Following a submission by REDRESS, the United Nations Working Group on Arbitrary Detention found in 2016 that Nazanin’s detention was arbitrary, ordered her release, and referred the case to the UN Special Rapporteur on Torture.
In 2019, the UN Special Rapporteur on Torture and five other UN experts stated that Nazanin’s treatment may amount to cruel, inhuman or degrading treatment or torture, as prohibited under Article 7 of the International Covenant on Civil and Political Rights. REDRESS considers that Iran’s treatment of Nazanin constitutes torture under Article 1 of the UN Convention Against Torture.
The UN Special Rapporteur on Iran expressed concern about the new court case before the UN Human Rights Council in March 2021.
In March, REDRESS also provided a medico-legal report to the UK FCDO of Nazanin’s severe physical and psychological suffering due to Iran’s treatment, confirming that she has been subjected to torture.
Nazanin was detained in Iran in 2016 on charges of crimes related to national security, which she did not commit, and was sentenced to five years’ imprisonment. Following the completion of her first sentence, the Iranian authorities convicted her of a further offence of which she is innocent, of “spreading propaganda against the regime”, thus trapping her in Iran as leverage over the UK.
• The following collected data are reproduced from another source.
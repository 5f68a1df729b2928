//! A single pipeline run: five timed stages, then a card

use crate::{PipelineConfig, PipelineError, PipelineProgress, PipelineStage};
use quorum_domain::CardId;
use quorum_store::SharedBoard;
use tokio::sync::{mpsc, watch};
use tokio::time::sleep;
use tracing::{debug, info};

/// Fine-grained record of what a run did, in order
#[derive(Debug, Clone, Copy, PartialEq, Eq)]
pub enum PipelineEvent {
    /// A run entered a stage
    StageEntered {
        /// Run number, starting at 1
        run: u64,
        /// Stage entered
        stage: PipelineStage,
    },
    /// A run finished its last stage and created a card
    RunCompleted {
        /// Run number, starting at 1
        run: u64,
        /// Card created
        card: CardId,
    },
}

/// Walks one transcript through the stages
///
/// Each stage publishes a [`PipelineProgress`] on entry and then holds for its
/// configured latency. After the last stage the card is written to the board
/// and every stage is reported complete.
pub struct PipelineStepper {
    config: PipelineConfig,
    board: SharedBoard,
    progress: watch::Sender<PipelineProgress>,
    events: Option<mpsc::UnboundedSender<PipelineEvent>>,
}

impl PipelineStepper {
    /// Create a stepper publishing progress on `progress`
    pub fn new(config: PipelineConfig, board: SharedBoard, progress: watch::Sender<PipelineProgress>) -> Self {
        Self {
            config,
            board,
            progress,
            events: None,
        }
    }

    /// Also forward every [`PipelineEvent`] to `events`
    pub fn with_events(mut self, events: mpsc::UnboundedSender<PipelineEvent>) -> Self {
        self.events = Some(events);
        self
    }

    /// Stage latencies in use
    pub fn config(&self) -> &PipelineConfig {
        &self.config
    }

    fn emit(&self, event: PipelineEvent) {
        if let Some(events) = &self.events {
            // a dropped receiver only means nobody is watching
            let _ = events.send(event);
        }
    }

    /// Run one transcript through every stage and create its card
    pub async fn run(&self, run: u64, transcript: &str) -> Result<CardId, PipelineError> {
        for stage in PipelineStage::ALL {
            self.progress.send_replace(PipelineProgress::entering(stage));
            self.emit(PipelineEvent::StageEntered { run, stage });
            debug!("Run {} entered {}", run, stage);

            sleep(self.config.latency(stage)).await;
        }

        let card = {
            let mut board = self
                .board
                .lock()
                .map_err(|e| PipelineError::Board(e.to_string()))?;
            board.create_card_from_transcript(transcript)
        };

        self.progress.send_replace(PipelineProgress::finished());
        self.emit(PipelineEvent::RunCompleted { run, card });
        info!("Run {} completed: card {}", run, card);

        Ok(card)
    }
}

#[cfg(test)]
mod tests {
    use super::*;
    use quorum_store::Board;
    use std::time::Duration;

    #[tokio::test(start_paused = true)]
    async fn test_run_holds_each_stage() {
        let board = Board::new().into_shared();
        let (progress_tx, progress_rx) = watch::channel(PipelineProgress::idle());
        let stepper = PipelineStepper::new(PipelineConfig::default(), board.clone(), progress_tx);

        let start = tokio::time::Instant::now();
        let card = stepper.run(1, "We will launch on Monday.").await.unwrap();

        assert!(start.elapsed() >= Duration::from_millis(1800));
        assert_eq!(*progress_rx.borrow(), PipelineProgress::finished());

        let board = board.lock().unwrap();
        let stored = board.cards().get(card).unwrap();
        assert_eq!(stored.field_by_name("Decision").unwrap().value, "launch on Monday");
    }

    #[tokio::test]
    async fn test_events_follow_stage_order() {
        let board = Board::new().into_shared();
        let (progress_tx, _progress_rx) = watch::channel(PipelineProgress::idle());
        let (events_tx, mut events_rx) = mpsc::unbounded_channel();
        let stepper = PipelineStepper::new(PipelineConfig::instant(), board, progress_tx).with_events(events_tx);

        let card = stepper.run(7, "Short note").await.unwrap();

        let mut events = Vec::new();
        while let Ok(event) = events_rx.try_recv() {
            events.push(event);
        }

        let mut expected: Vec<_> = PipelineStage::ALL
            .iter()
            .map(|stage| PipelineEvent::StageEntered { run: 7, stage: *stage })
            .collect();
        expected.push(PipelineEvent::RunCompleted { run: 7, card });
        assert_eq!(events, expected);
    }
}
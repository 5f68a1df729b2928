//! Keyword heuristics over a transcript

use crate::ExtractorConfig;
use quorum_domain::DecisionStatus;
use regex::Regex;
use std::sync::LazyLock;

/// Decision phrasings, tried in order; the first that matches wins
static DECISION_PATTERNS: LazyLock<[Regex; 3]> = LazyLock::new(|| {
    [
        Regex::new(r"(?i)decide to ([^.]+)").expect("decision pattern is valid"),
        Regex::new(r"(?i)we will ([^.]+)").expect("decision pattern is valid"),
        Regex::new(r"(?i)we should ([^.]+)").expect("decision pattern is valid"),
    ]
});

static OWNER_PATTERN: LazyLock<Regex> =
    LazyLock::new(|| Regex::new(r"(?i)owner is ([^.]+)").expect("owner pattern is valid"));

/// Extract the decision phrase
///
/// Returns the trimmed text following "decide to", "we will" or "we should"
/// up to the next period. Without any of those, returns the text before the
/// first period, or the whole transcript if that is empty.
pub fn extract_decision(transcript: &str) -> String {
    for pattern in DECISION_PATTERNS.iter() {
        if let Some(caps) = pattern.captures(transcript) {
            return caps[1].trim().to_string();
        }
    }

    match transcript.split('.').next() {
        Some(first) if !first.is_empty() => first.to_string(),
        _ => transcript.to_string(),
    }
}

/// Extract the owner named after "owner is", or an empty string
pub fn extract_owner(transcript: &str) -> String {
    OWNER_PATTERN
        .captures(transcript)
        .map(|caps| caps[1].trim().to_string())
        .unwrap_or_default()
}

/// Infer the status from keywords
///
/// Checked in order: "approved", "pending", "review". The first keyword
/// present decides; with none present the status is Proposed.
pub fn extract_status(transcript: &str) -> DecisionStatus {
    let lower = transcript.to_lowercase();
    if lower.contains("approved") {
        DecisionStatus::Approved
    } else if lower.contains("pending") {
        DecisionStatus::Pending
    } else if lower.contains("review") {
        DecisionStatus::NeedsReview
    } else {
        DecisionStatus::Proposed
    }
}

/// Score a transcript with the default band: `clamp(0.5 + words / 50, 0.4, 0.9)`
pub fn estimate_confidence(transcript: &str) -> f64 {
    ExtractorConfig::default().estimate(transcript)
}


#[cfg(test)]
mod proptests {
    use super::*;
    use proptest::prelude::*;

    proptest! {
        /// Property: confidence always lies in [0.4, 0.9]
        #[test]
        fn test_confidence_in_band(text in ".*") {
            let c = estimate_confidence(&text);
            prop_assert!((0.4..=0.9).contains(&c), "confidence {} out of band", c);
        }

        /// Property: adding words never lowers confidence
        #[test]
        fn test_confidence_monotonic(a in 0usize..80, b in 0usize..80) {
            let (lo, hi) = if a <= b { (a, b) } else { (b, a) };
            let fewer = "word ".repeat(lo);
            let more = "word ".repeat(hi);
            prop_assert!(estimate_confidence(&fewer) <= estimate_confidence(&more));
        }

        /// Property: a "decide to" sentence is recovered from any surrounding text
        #[test]
        fn test_decision_recovered(prefix in "[a-z ]{0,20}") {
            let text = format!("{}We decide to ship the beta. Then lunch.", prefix);
            // a prefix can itself contain an earlier match only if it spells the phrase
            prop_assume!(!prefix.contains("decide to"));
            prop_assert_eq!(extract_decision(&text), "ship the beta");
        }
    }
}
After spending four years in Iran’s notorious Evin prison, in March 2020 Nazanin was placed under house arrest in Tehran with an ankle tag until her sentence ended on 7 March 2021. She has not seen her husband in five years, and has not been able to raise her daughter, who is now seven years old.
Nazanin and her family have been told by Iranian authorities that she is being detained because of the UK’s failure to pay an outstanding £400 million debt to Iran. The debt is the subject of ongoing legal proceedings before the UK courts, with the most recent hearing in January 2020.
Diplomatic negotiations between the UK and Iran have been ongoing in recent months in relation to the JCPOA, prisoners and other issues. However, this week Iran announced that it had broken off these negotiations.
REDRESS has been acting as the legal representatives of Nazanin and her husband Richard Ratcliffe, before the UN and the UK FCDO, since 2016. REDRESS’s work on Nazanin’s case is carried out in collaboration with Prof John Dugard SC, Alison Macdonald QC, Tatyana Eatwell and Tayyiba Bajwa.